§ **Work order**
Scan the data below for the string "SqlitePool". Show every line where it turns up.

§ **Supplied data**
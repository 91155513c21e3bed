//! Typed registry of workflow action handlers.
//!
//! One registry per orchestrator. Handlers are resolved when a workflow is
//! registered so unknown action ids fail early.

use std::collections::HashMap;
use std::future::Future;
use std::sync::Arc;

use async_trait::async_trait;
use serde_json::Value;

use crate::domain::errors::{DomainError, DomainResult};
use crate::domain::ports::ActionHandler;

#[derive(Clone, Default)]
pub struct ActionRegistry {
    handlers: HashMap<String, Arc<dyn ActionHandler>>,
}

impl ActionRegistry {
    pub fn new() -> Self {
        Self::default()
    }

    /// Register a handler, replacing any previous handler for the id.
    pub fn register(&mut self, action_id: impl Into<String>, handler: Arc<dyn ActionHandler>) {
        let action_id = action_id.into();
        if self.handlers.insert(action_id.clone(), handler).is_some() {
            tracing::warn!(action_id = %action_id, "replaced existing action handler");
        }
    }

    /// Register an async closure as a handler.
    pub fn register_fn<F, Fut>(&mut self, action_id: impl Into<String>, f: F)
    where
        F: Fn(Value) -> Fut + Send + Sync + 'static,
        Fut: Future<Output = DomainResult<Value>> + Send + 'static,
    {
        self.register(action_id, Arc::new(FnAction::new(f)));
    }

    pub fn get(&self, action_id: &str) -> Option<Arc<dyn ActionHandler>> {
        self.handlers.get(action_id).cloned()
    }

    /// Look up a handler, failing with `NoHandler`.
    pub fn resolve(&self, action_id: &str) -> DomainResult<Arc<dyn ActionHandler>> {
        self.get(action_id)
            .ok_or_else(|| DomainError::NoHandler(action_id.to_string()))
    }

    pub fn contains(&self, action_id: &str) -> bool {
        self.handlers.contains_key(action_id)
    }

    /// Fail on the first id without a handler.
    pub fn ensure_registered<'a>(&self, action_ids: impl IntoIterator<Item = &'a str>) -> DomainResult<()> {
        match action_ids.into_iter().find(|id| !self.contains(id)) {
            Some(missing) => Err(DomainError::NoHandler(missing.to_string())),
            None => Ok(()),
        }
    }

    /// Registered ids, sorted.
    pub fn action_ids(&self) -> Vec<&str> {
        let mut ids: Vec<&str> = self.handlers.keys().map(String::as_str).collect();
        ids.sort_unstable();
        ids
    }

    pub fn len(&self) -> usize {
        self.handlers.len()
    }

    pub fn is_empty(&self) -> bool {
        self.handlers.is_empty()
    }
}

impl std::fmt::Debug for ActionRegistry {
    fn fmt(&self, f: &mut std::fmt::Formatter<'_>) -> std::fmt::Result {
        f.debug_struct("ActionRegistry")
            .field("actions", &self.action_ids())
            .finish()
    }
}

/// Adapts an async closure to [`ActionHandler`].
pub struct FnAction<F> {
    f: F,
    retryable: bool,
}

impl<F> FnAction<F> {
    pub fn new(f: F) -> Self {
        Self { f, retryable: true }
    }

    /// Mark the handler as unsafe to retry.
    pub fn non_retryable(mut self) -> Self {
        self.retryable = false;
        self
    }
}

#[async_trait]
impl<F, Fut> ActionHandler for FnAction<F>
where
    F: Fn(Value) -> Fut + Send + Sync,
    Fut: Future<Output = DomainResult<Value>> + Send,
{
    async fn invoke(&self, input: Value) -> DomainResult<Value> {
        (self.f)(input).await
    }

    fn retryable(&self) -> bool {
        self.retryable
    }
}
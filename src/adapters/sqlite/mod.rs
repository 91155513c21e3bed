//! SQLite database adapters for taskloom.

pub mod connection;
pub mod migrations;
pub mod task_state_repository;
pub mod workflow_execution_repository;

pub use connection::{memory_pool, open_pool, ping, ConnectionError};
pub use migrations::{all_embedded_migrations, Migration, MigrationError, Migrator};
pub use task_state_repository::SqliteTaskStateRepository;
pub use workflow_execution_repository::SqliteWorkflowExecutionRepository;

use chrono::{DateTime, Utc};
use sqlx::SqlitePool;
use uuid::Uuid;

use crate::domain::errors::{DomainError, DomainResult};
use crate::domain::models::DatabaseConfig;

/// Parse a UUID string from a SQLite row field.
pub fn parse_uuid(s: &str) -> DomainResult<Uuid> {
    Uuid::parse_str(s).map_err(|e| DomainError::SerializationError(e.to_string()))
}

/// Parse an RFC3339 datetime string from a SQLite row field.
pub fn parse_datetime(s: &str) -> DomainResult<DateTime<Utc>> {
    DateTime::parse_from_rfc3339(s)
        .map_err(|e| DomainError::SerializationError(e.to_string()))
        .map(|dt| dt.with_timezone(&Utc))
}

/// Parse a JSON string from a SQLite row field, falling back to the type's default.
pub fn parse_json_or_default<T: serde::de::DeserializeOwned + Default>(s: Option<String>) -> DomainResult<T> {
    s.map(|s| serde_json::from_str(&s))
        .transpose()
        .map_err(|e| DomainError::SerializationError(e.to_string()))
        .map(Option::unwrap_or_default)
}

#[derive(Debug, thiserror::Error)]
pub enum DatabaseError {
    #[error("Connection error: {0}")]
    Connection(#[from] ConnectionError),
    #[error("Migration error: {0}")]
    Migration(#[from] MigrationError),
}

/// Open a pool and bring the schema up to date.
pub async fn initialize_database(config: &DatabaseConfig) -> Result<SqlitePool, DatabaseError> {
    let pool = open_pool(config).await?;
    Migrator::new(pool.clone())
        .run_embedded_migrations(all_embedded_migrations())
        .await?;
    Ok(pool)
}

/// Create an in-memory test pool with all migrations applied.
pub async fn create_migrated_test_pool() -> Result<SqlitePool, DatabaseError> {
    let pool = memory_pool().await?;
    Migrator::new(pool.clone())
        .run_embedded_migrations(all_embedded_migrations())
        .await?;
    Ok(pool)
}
* * *
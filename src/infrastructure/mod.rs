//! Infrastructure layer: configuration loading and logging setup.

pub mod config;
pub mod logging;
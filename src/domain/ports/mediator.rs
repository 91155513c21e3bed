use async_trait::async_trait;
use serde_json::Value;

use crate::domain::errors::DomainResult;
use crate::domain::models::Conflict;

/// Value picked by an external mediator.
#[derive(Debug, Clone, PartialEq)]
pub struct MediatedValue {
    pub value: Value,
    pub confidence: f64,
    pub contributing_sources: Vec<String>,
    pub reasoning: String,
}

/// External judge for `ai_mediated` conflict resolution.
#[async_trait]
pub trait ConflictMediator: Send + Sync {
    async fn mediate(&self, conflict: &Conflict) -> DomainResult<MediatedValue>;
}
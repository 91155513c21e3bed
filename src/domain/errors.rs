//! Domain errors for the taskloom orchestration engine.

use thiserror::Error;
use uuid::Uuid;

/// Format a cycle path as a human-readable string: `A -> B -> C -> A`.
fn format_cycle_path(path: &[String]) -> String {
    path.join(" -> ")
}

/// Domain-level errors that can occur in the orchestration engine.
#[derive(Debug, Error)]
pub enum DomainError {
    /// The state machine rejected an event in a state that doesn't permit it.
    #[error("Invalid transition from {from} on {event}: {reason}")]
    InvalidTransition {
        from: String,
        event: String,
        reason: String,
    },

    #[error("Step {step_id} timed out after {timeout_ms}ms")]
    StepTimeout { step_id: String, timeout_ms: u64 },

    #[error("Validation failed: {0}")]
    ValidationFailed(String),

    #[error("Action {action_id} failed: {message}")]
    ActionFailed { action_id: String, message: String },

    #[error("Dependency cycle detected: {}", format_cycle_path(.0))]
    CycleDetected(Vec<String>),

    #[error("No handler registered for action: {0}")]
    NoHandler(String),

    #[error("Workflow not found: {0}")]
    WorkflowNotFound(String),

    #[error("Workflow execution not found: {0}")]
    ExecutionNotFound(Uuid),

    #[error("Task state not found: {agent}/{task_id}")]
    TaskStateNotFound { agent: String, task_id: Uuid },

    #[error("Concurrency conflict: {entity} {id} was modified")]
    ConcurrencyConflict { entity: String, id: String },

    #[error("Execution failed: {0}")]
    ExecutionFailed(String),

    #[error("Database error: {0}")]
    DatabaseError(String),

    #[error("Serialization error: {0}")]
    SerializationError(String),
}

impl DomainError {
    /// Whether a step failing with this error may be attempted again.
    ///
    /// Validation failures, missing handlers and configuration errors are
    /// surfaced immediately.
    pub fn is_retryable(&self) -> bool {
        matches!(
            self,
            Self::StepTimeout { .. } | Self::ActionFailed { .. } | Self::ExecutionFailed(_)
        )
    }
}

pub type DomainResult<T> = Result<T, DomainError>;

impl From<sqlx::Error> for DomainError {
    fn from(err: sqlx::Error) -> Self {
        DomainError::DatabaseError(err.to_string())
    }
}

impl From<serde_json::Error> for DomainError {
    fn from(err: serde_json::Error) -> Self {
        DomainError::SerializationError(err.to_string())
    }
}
...
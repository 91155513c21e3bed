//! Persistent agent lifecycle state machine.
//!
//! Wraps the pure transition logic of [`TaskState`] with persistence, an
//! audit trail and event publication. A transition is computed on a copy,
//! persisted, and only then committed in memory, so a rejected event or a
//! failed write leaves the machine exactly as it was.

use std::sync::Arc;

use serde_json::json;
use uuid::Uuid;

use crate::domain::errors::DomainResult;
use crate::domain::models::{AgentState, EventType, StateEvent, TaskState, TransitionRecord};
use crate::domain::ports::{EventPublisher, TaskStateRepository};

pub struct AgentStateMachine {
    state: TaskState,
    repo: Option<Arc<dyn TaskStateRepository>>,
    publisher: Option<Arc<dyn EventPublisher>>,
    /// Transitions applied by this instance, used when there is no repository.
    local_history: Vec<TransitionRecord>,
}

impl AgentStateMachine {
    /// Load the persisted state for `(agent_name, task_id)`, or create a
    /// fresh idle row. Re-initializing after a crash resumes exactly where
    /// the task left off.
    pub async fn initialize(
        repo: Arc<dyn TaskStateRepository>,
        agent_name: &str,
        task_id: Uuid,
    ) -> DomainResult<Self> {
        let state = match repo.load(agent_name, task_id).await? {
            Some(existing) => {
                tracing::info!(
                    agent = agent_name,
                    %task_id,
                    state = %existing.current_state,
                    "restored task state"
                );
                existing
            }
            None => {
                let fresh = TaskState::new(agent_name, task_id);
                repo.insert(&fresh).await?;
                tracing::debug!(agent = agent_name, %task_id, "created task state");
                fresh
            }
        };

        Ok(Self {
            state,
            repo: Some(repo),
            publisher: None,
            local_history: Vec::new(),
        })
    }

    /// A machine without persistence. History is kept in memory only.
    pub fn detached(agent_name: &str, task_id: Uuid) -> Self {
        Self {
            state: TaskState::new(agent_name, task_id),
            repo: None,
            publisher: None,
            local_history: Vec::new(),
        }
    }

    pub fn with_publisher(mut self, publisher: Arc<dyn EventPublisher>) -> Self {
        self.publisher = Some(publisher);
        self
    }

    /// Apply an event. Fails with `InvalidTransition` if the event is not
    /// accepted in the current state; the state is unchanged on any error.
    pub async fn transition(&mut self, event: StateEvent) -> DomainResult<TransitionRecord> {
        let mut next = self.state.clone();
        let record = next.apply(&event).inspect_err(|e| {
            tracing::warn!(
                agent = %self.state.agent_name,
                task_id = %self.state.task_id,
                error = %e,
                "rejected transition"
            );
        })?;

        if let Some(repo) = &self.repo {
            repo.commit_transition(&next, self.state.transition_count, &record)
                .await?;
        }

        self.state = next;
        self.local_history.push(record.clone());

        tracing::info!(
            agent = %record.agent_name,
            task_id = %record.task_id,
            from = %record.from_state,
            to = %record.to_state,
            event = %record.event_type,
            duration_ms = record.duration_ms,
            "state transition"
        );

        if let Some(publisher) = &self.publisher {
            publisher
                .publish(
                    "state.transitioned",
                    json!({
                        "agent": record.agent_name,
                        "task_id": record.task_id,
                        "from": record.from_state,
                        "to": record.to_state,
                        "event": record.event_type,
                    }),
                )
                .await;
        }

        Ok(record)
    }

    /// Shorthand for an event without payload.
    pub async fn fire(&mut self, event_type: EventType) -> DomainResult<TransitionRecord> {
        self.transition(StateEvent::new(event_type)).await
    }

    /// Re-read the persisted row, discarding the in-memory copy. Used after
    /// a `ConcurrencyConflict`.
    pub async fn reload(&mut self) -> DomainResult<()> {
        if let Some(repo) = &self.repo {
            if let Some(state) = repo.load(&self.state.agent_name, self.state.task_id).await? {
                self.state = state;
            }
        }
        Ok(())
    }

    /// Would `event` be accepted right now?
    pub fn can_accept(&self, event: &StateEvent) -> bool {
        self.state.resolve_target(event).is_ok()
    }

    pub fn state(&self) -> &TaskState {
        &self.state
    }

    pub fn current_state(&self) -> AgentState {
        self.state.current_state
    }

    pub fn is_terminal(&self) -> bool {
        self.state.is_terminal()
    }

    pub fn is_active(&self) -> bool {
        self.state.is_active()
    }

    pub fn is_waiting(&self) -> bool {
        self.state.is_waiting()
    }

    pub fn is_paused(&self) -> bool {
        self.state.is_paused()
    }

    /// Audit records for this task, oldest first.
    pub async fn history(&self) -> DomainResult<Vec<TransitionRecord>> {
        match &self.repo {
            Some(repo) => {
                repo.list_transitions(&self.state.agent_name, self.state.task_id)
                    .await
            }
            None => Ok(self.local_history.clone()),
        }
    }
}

§ **Result of this exercise**
use sqlx::SqlitePool;
pub async fn initialize_database(config: &DatabaseConfig) -> Result<SqlitePool, DatabaseError> {
pub async fn create_migrated_test_pool() -> Result<SqlitePool, DatabaseError> {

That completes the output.